● Task objective: From the listing below, copy out every line where the word "derive" appears.
----------
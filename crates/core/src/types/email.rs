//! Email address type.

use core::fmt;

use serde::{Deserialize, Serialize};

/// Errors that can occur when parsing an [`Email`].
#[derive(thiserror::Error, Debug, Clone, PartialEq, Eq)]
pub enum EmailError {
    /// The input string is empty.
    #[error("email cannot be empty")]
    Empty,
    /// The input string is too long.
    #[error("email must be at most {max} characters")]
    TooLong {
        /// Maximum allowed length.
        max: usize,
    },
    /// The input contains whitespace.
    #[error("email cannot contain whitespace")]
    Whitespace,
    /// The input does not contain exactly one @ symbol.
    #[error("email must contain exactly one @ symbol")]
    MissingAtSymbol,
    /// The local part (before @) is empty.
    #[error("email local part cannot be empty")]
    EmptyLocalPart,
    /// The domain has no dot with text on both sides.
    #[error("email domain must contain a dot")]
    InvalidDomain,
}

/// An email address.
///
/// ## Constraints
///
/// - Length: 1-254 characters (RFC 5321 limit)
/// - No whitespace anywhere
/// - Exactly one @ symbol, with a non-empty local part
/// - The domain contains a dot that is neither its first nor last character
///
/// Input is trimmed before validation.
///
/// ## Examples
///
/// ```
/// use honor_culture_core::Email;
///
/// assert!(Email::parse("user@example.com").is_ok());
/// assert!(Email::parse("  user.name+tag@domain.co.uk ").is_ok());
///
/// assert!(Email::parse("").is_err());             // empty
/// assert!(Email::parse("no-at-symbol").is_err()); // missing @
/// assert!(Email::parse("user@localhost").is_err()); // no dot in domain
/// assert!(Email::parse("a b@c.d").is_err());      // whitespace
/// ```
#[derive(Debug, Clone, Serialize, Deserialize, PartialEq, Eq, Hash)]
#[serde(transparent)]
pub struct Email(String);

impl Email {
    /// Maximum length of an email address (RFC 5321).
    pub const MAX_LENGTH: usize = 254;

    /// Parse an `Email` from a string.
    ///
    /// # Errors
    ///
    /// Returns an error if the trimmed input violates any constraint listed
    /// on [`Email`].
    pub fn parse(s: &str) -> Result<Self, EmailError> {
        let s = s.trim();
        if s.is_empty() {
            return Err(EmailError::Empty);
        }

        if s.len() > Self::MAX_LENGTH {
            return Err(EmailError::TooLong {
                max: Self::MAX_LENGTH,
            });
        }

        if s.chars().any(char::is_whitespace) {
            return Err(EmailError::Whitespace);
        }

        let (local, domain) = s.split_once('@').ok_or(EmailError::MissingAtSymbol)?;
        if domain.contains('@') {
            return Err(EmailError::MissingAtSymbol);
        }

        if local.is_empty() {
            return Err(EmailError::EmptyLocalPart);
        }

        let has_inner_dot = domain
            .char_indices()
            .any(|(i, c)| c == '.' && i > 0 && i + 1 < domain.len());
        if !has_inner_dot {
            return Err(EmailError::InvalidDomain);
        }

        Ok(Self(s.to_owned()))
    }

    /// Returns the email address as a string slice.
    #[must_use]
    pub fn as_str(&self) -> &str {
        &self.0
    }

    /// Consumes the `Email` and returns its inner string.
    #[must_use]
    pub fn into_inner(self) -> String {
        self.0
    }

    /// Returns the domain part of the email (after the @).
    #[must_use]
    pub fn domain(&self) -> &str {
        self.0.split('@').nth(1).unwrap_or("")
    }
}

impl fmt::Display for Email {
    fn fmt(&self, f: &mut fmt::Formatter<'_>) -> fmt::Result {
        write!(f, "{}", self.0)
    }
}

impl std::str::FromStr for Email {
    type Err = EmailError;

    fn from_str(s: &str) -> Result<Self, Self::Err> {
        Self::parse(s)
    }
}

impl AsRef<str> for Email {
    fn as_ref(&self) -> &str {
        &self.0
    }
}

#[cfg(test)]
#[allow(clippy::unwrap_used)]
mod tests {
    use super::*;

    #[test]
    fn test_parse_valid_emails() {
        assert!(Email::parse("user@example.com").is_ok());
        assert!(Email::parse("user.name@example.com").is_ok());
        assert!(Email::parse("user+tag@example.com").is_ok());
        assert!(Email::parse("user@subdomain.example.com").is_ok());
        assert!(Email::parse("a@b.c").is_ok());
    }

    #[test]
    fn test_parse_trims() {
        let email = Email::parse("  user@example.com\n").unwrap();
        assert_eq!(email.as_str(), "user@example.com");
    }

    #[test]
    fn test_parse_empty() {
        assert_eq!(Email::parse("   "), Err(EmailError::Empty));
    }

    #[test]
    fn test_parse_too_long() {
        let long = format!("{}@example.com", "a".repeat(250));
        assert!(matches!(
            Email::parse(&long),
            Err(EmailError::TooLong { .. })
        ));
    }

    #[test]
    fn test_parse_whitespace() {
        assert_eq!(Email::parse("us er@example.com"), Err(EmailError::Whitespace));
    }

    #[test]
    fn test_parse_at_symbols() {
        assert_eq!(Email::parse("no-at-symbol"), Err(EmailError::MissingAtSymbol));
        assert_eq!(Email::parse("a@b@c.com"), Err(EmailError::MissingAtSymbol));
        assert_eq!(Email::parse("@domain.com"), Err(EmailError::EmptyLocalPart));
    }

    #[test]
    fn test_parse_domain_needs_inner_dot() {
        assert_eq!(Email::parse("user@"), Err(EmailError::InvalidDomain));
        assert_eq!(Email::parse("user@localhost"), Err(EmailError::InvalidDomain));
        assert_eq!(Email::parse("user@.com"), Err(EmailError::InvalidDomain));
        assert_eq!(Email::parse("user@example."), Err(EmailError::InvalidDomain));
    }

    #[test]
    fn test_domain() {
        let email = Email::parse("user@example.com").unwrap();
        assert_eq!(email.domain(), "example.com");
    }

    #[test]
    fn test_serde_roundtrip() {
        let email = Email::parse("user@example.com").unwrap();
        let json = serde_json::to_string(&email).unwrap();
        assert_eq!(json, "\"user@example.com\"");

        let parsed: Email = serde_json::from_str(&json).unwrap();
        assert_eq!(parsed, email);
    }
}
----------
● Completed task:
#[derive(thiserror::Error, Debug, Clone, PartialEq, Eq)]
#[derive(Debug, Clone, Serialize, Deserialize, PartialEq, Eq, Hash)]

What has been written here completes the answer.